▽
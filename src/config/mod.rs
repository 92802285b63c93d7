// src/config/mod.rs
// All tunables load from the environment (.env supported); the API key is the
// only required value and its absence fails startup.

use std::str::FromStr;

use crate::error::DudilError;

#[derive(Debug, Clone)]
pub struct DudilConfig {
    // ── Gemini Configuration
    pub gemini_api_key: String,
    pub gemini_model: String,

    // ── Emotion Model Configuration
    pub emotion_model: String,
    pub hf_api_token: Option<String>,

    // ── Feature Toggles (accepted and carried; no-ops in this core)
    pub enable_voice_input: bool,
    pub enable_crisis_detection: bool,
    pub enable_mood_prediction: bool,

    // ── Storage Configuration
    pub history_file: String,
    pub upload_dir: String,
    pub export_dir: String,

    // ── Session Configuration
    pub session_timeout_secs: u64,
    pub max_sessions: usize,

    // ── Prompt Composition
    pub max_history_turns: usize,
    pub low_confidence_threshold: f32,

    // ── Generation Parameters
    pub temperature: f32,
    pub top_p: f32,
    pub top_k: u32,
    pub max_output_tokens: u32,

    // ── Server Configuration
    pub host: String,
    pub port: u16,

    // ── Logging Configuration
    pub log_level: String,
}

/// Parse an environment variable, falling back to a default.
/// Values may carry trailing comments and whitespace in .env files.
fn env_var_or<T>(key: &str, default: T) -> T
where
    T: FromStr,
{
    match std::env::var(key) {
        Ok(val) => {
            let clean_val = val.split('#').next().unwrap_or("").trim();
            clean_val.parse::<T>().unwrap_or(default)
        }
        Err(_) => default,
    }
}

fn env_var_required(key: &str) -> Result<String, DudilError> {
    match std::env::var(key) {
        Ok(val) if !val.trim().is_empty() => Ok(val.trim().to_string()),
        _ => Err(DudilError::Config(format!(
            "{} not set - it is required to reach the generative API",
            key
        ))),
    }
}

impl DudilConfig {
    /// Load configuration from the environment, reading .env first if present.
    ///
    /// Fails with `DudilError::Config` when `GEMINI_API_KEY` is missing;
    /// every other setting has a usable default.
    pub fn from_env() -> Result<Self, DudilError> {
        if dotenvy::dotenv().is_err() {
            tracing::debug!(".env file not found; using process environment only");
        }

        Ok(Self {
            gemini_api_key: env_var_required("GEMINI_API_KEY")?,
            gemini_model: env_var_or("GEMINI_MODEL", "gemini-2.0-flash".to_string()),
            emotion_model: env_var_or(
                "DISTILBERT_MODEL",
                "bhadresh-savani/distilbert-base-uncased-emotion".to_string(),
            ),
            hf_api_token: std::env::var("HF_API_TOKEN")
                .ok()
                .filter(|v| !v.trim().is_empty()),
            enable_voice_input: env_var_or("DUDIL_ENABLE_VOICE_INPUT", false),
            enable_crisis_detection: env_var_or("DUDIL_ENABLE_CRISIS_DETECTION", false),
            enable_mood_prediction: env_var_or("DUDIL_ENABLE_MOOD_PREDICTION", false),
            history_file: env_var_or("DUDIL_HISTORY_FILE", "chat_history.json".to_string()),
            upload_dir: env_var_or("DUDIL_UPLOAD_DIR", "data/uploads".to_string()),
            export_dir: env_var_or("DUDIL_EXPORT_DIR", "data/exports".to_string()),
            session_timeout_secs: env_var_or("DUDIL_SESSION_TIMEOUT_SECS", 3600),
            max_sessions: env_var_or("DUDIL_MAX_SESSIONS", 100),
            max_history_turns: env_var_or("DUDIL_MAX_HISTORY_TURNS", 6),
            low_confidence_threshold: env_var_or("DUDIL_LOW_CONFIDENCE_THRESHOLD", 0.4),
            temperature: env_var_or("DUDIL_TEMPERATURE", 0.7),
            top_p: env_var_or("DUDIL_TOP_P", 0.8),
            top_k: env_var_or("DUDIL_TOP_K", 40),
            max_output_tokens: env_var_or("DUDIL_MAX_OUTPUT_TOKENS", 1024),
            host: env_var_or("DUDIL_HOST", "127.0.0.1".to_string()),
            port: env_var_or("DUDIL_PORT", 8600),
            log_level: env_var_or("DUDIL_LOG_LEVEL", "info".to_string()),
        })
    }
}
△
▽
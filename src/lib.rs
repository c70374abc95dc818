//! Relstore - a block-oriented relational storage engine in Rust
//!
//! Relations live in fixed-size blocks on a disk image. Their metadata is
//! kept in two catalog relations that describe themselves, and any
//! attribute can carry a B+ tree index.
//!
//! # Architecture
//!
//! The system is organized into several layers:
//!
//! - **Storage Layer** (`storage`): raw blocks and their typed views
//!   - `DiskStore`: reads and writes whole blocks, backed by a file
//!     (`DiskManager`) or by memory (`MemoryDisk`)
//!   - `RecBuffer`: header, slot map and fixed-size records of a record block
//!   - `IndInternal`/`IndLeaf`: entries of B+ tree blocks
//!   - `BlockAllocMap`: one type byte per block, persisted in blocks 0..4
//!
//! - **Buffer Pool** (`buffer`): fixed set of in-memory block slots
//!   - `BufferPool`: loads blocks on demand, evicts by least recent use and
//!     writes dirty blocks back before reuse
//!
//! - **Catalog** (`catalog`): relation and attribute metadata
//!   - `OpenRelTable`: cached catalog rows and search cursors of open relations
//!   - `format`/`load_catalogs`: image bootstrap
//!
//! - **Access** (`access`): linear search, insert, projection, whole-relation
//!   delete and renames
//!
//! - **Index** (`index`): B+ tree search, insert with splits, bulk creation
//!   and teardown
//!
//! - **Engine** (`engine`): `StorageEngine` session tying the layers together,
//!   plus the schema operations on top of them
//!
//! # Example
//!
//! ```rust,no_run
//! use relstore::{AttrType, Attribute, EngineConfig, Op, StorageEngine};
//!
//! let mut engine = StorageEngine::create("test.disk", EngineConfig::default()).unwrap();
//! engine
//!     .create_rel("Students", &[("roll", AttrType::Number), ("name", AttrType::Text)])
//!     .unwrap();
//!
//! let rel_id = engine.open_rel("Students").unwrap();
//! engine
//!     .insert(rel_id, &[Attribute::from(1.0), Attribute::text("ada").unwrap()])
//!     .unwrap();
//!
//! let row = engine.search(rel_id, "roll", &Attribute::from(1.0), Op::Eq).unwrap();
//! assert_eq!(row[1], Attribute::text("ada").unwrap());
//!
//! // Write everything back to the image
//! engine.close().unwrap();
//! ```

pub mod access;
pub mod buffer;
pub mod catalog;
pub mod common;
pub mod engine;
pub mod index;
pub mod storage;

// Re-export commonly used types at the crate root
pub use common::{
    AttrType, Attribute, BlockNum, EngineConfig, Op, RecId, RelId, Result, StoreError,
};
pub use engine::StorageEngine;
△
Exercise → Whenever the word "repository" occurs in a line above, copy that line.

Your response →
repository 92802285b63c93d7
repository c70374abc95dc818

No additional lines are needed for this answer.